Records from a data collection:
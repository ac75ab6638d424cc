//! Sandbox host controller – isolated execution of untrusted inline scripts.
//!
//! ## Isolation contract
//!
//! Every [`SandboxInstance`] gets its own script engine with:
//! - a fresh, unpredictable [`OriginToken`] distinct from the host and from
//!   every other instance,
//! - zero module resolution: content cannot import code or reach the network
//!   or filesystem, because no such API exists inside the engine,
//! - hard resource ceilings ([`SandboxPolicy`]) that abort runaway scripts,
//! - exactly three injected host functions – `report_score(n)`,
//!   `report_complete(n)` and `report_event(name, payload)` – whose only
//!   effect is to queue a [`BridgeMessage`] in the instance outbox.
//!
//! Parse errors, runtime errors and exhausted budgets are contained: the
//! instance flags `load_failed` and nothing propagates to the host.

use crate::protocol::{BridgeEnvelope, BridgeMessage, OriginToken};
use log::{debug, warn};
use parking_lot::Mutex;
use rhai::{Dynamic, Engine};
use std::sync::Arc;

// ---------------------------------------------------------------------------
// Policy
// ---------------------------------------------------------------------------

/// Resource ceilings applied to one sandbox instance.
#[derive(Debug, Clone)]
pub struct SandboxPolicy {
    /// Abstract operation budget for the whole script run.
    pub max_operations: u64,
    /// Call-stack depth ceiling.
    pub max_call_levels: usize,
    /// Longest string the script may build.
    pub max_string_size: usize,
    /// Largest array the script may build.
    pub max_array_size: usize,
    /// Largest object map the script may build.
    pub max_map_size: usize,
    /// Expression nesting ceiling (globals and functions alike).
    pub max_expr_depth: usize,
}

impl Default for SandboxPolicy {
    fn default() -> Self {
        Self {
            max_operations: 1_000_000,
            max_call_levels: 32,
            max_string_size: 64 * 1024,
            max_array_size: 4_096,
            max_map_size: 1_024,
            max_expr_depth: 64,
        }
    }
}

impl SandboxPolicy {
    /// Tighter ceilings for content from unknown publishers.
    pub fn strict() -> Self {
        Self {
            max_operations: 200_000,
            max_call_levels: 16,
            max_string_size: 16 * 1024,
            max_array_size: 1_024,
            max_map_size: 256,
            max_expr_depth: 32,
        }
    }
}

// ---------------------------------------------------------------------------
// Instance
// ---------------------------------------------------------------------------

/// One isolated execution context for a raw-content game.
///
/// Created when a raw definition is opened, destroyed when the session
/// closes or the content is swapped.  Exactly one live instance per open
/// session.
pub struct SandboxInstance {
    origin: OriginToken,
    outbox: Arc<Mutex<Vec<BridgeMessage>>>,
    load_failed: bool,
    torn_down: bool,
    // Dropped on teardown; the script only runs once, at mount.
    engine: Option<Engine>,
}

impl SandboxInstance {
    /// Build the isolated engine, inject the bridge surface, and execute the
    /// inline script.  A failing script yields a live instance with
    /// `load_failed()` set – mounting itself cannot fail.
    pub fn mount(source: &str, policy: &SandboxPolicy) -> Self {
        let origin = OriginToken::generate();
        let outbox: Arc<Mutex<Vec<BridgeMessage>>> = Arc::new(Mutex::new(Vec::new()));

        let mut engine = Engine::new();
        engine.set_max_operations(policy.max_operations);
        engine.set_max_call_levels(policy.max_call_levels);
        engine.set_max_string_size(policy.max_string_size);
        engine.set_max_array_size(policy.max_array_size);
        engine.set_max_map_size(policy.max_map_size);
        engine.set_max_expr_depths(policy.max_expr_depth, policy.max_expr_depth);
        // No module resolution: `import` cannot load code from anywhere.
        engine.set_max_modules(0);

        register_bridge_surface(&mut engine, &outbox);

        let load_failed = match engine.run(source) {
            Ok(()) => false,
            Err(e) => {
                // Contained: the host only ever sees the banner flag.
                warn!("sandbox {origin}: content failed to load: {e}");
                true
            }
        };

        debug!(
            "mounted sandbox {origin} (load_failed={load_failed}, queued={})",
            outbox.lock().len()
        );

        Self {
            origin,
            outbox,
            load_failed,
            torn_down: false,
            engine: Some(engine),
        }
    }

    pub fn origin(&self) -> &OriginToken {
        &self.origin
    }

    /// Whether the inline script failed to parse or threw while running.
    pub fn load_failed(&self) -> bool {
        self.load_failed
    }

    pub fn is_torn_down(&self) -> bool {
        self.torn_down
    }

    /// Move every queued message out, wrapped in envelopes tagged with this
    /// instance's origin and the accepting host frame.  Empty after
    /// teardown.
    pub fn drain(&mut self, frame: u64) -> Vec<BridgeEnvelope> {
        if self.torn_down {
            return Vec::new();
        }
        let mut queued = self.outbox.lock();
        queued
            .drain(..)
            .map(|message| BridgeEnvelope::new(self.origin.clone(), frame, message))
            .collect()
    }

    /// Release the engine and discard unread messages.  Idempotent, and safe
    /// even if the instance never finished loading.
    pub fn teardown(&mut self) {
        if self.torn_down {
            return;
        }
        self.torn_down = true;
        self.engine = None;
        self.outbox.lock().clear();
        debug!("tore down sandbox {}", self.origin);
    }
}

impl Drop for SandboxInstance {
    fn drop(&mut self) {
        self.teardown();
    }
}

// ---------------------------------------------------------------------------
// Bridge surface
// ---------------------------------------------------------------------------

/// Inject the three `report_*` entry points.  Each one only queues a
/// validated [`BridgeMessage`]; invalid arguments are dropped in place, the
/// same silent-block treatment as any other policy violation.
fn register_bridge_surface(engine: &mut Engine, outbox: &Arc<Mutex<Vec<BridgeMessage>>>) {
    {
        let outbox = outbox.clone();
        engine.register_fn("report_score", move |value: f64| {
            push_checked(&outbox, BridgeMessage::Score { value });
        });
    }

    // Integer overloads: script integers are not coerced to floats.
    {
        let outbox = outbox.clone();
        engine.register_fn("report_score", move |value: i64| {
            push_checked(
                &outbox,
                BridgeMessage::Score {
                    value: value as f64,
                },
            );
        });
    }

    {
        let outbox = outbox.clone();
        engine.register_fn("report_complete", move |final_score: f64| {
            push_checked(&outbox, BridgeMessage::Complete { final_score });
        });
    }

    {
        let outbox = outbox.clone();
        engine.register_fn("report_complete", move |final_score: i64| {
            push_checked(
                &outbox,
                BridgeMessage::Complete {
                    final_score: final_score as f64,
                },
            );
        });
    }

    {
        let outbox = outbox.clone();
        engine.register_fn("report_event", move |name: &str, payload: Dynamic| {
            let payload = rhai::serde::from_dynamic::<serde_json::Value>(&payload)
                .unwrap_or(serde_json::Value::Null);
            push_checked(
                &outbox,
                BridgeMessage::Event {
                    name: name.to_string(),
                    payload,
                },
            );
        });
    }

    // Payload-less convenience overload.
    {
        let outbox = outbox.clone();
        engine.register_fn("report_event", move |name: &str| {
            push_checked(
                &outbox,
                BridgeMessage::Event {
                    name: name.to_string(),
                    payload: serde_json::Value::Null,
                },
            );
        });
    }
}

fn push_checked(outbox: &Arc<Mutex<Vec<BridgeMessage>>>, message: BridgeMessage) {
    match message.validate() {
        Ok(()) => outbox.lock().push(message),
        Err(e) => warn!("sandbox message dropped at source: {e}"),
    }
}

__TASK TO CARRY OUT__
All records are to be retyped exactly. None may be omitted.

__YOUR RESPONSE__
repository ac75ab6638d424cc
//! Sandbox host controller – isolated execution of untrusted inline scripts.
//!
//! ## Isolation contract
//!
//! Every [`SandboxInstance`] gets its own script engine with:
//! - a fresh, unpredictable [`OriginToken`] distinct from the host and from
//!   every other instance,
//! - zero module resolution: content cannot import code or reach the network
//!   or filesystem, because no such API exists inside the engine,
//! - hard resource ceilings ([`SandboxPolicy`]) that abort runaway scripts,
//! - exactly three injected host functions – `report_score(n)`,
//!   `report_complete(n)` and `report_event(name, payload)` – whose only
//!   effect is to queue a [`BridgeMessage`] in the instance outbox.
//!
//! Parse errors, runtime errors and exhausted budgets are contained: the
//! instance flags `load_failed` and nothing propagates to the host.

use crate::protocol::{BridgeEnvelope, BridgeMessage, OriginToken};
use log::{debug, warn};
use parking_lot::Mutex;
use rhai::{Dynamic, Engine};
use std::sync::Arc;

// ---------------------------------------------------------------------------
// Policy
// ---------------------------------------------------------------------------

/// Resource ceilings applied to one sandbox instance.
#[derive(Debug, Clone)]
pub struct SandboxPolicy {
    /// Abstract operation budget for the whole script run.
    pub max_operations: u64,
    /// Call-stack depth ceiling.
    pub max_call_levels: usize,
    /// Longest string the script may build.
    pub max_string_size: usize,
    /// Largest array the script may build.
    pub max_array_size: usize,
    /// Largest object map the script may build.
    pub max_map_size: usize,
    /// Expression nesting ceiling (globals and functions alike).
    pub max_expr_depth: usize,
}

impl Default for SandboxPolicy {
    fn default() -> Self {
        Self {
            max_operations: 1_000_000,
            max_call_levels: 32,
            max_string_size: 64 * 1024,
            max_array_size: 4_096,
            max_map_size: 1_024,
            max_expr_depth: 64,
        }
    }
}

impl SandboxPolicy {
    /// Tighter ceilings for content from unknown publishers.
    pub fn strict() -> Self {
        Self {
            max_operations: 200_000,
            max_call_levels: 16,
            max_string_size: 16 * 1024,
            max_array_size: 1_024,
            max_map_size: 256,
            max_expr_depth: 32,
        }
    }
}

// ---------------------------------------------------------------------------
// Instance
// ---------------------------------------------------------------------------

/// One isolated execution context for a raw-content game.
///
/// Created when a raw definition is opened, destroyed when the session
/// closes or the content is swapped.  Exactly one live instance per open
/// session.
pub struct SandboxInstance {
    origin: OriginToken,
    outbox: Arc<Mutex<Vec<BridgeMessage>>>,
    load_failed: bool,
    torn_down: bool,
    // Dropped on teardown; the script only runs once, at mount.
    engine: Option<Engine>,
}

impl SandboxInstance {
    /// Build the isolated engine, inject the bridge surface, and execute the
    /// inline script.  A failing script yields a live instance with
    /// `load_failed()` set – mounting itself cannot fail.
    pub fn mount(source: &str, policy: &SandboxPolicy) -> Self {
        let origin = OriginToken::generate();
        let outbox: Arc<Mutex<Vec<BridgeMessage>>> = Arc::new(Mutex::new(Vec::new()));

        let mut engine = Engine::new();
        engine.set_max_operations(policy.max_operations);
        engine.set_max_call_levels(policy.max_call_levels);
        engine.set_max_string_size(policy.max_string_size);
        engine.set_max_array_size(policy.max_array_size);
        engine.set_max_map_size(policy.max_map_size);
        engine.set_max_expr_depths(policy.max_expr_depth, policy.max_expr_depth);
        // No module resolution: `import` cannot load code from anywhere.
        engine.set_max_modules(0);

        register_bridge_surface(&mut engine, &outbox);

        let load_failed = match engine.run(source) {
            Ok(()) => false,
            Err(e) => {
                // Contained: the host only ever sees the banner flag.
                warn!("sandbox {origin}: content failed to load: {e}");
                true
            }
        };

        debug!(
            "mounted sandbox {origin} (load_failed={load_failed}, queued={})",
            outbox.lock().len()
        );

        Self {
            origin,
            outbox,
            load_failed,
            torn_down: false,
            engine: Some(engine),
        }
    }

    pub fn origin(&self) -> &OriginToken {
        &self.origin
    }

    /// Whether the inline script failed to parse or threw while running.
    pub fn load_failed(&self) -> bool {
        self.load_failed
    }

    pub fn is_torn_down(&self) -> bool {
        self.torn_down
    }

    /// Move every queued message out, wrapped in envelopes tagged with this
    /// instance's origin and the accepting host frame.  Empty after
    /// teardown.
    pub fn drain(&mut self, frame: u64) -> Vec<BridgeEnvelope> {
        if self.torn_down {
            return Vec::new();
        }
        let mut queued = self.outbox.lock();
        queued
            .drain(..)
            .map(|message| BridgeEnvelope::new(self.origin.clone(), frame, message))
            .collect()
    }

    /// Release the engine and discard unread messages.  Idempotent, and safe
    /// even if the instance never finished loading.
    pub fn teardown(&mut self) {
        if self.torn_down {
            return;
        }
        self.torn_down = true;
        self.engine = None;
        self.outbox.lock().clear();
        debug!("tore down sandbox {}", self.origin);
    }
}

impl Drop for SandboxInstance {
    fn drop(&mut self) {
        self.teardown();
    }
}

// ---------------------------------------------------------------------------
// Bridge surface
// ---------------------------------------------------------------------------

/// Inject the three `report_*` entry points.  Each one only queues a
/// validated [`BridgeMessage`]; invalid arguments are dropped in place, the
/// same silent-block treatment as any other policy violation.
fn register_bridge_surface(engine: &mut Engine, outbox: &Arc<Mutex<Vec<BridgeMessage>>>) {
    {
        let outbox = outbox.clone();
        engine.register_fn("report_score", move |value: f64| {
            push_checked(&outbox, BridgeMessage::Score { value });
        });
    }

    // Integer overloads: script integers are not coerced to floats.
    {
        let outbox = outbox.clone();
        engine.register_fn("report_score", move |value: i64| {
            push_checked(
                &outbox,
                BridgeMessage::Score {
                    value: value as f64,
                },
            );
        });
    }

    {
        let outbox = outbox.clone();
        engine.register_fn("report_complete", move |final_score: f64| {
            push_checked(&outbox, BridgeMessage::Complete { final_score });
        });
    }

    {
        let outbox = outbox.clone();
        engine.register_fn("report_complete", move |final_score: i64| {
            push_checked(
                &outbox,
                BridgeMessage::Complete {
                    final_score: final_score as f64,
                },
            );
        });
    }

    {
        let outbox = outbox.clone();
        engine.register_fn("report_event", move |name: &str, payload: Dynamic| {
            let payload = rhai::serde::from_dynamic::<serde_json::Value>(&payload)
                .unwrap_or(serde_json::Value::Null);
            push_checked(
                &outbox,
                BridgeMessage::Event {
                    name: name.to_string(),
                    payload,
                },
            );
        });
    }

    // Payload-less convenience overload.
    {
        let outbox = outbox.clone();
        engine.register_fn("report_event", move |name: &str| {
            push_checked(
                &outbox,
                BridgeMessage::Event {
                    name: name.to_string(),
                    payload: serde_json::Value::Null,
                },
            );
        });
    }
}

fn push_checked(outbox: &Arc<Mutex<Vec<BridgeMessage>>>, message: BridgeMessage) {
    match message.validate() {
        Ok(()) => outbox.lock().push(message),
        Err(e) => warn!("sandbox message dropped at source: {e}"),
    }
}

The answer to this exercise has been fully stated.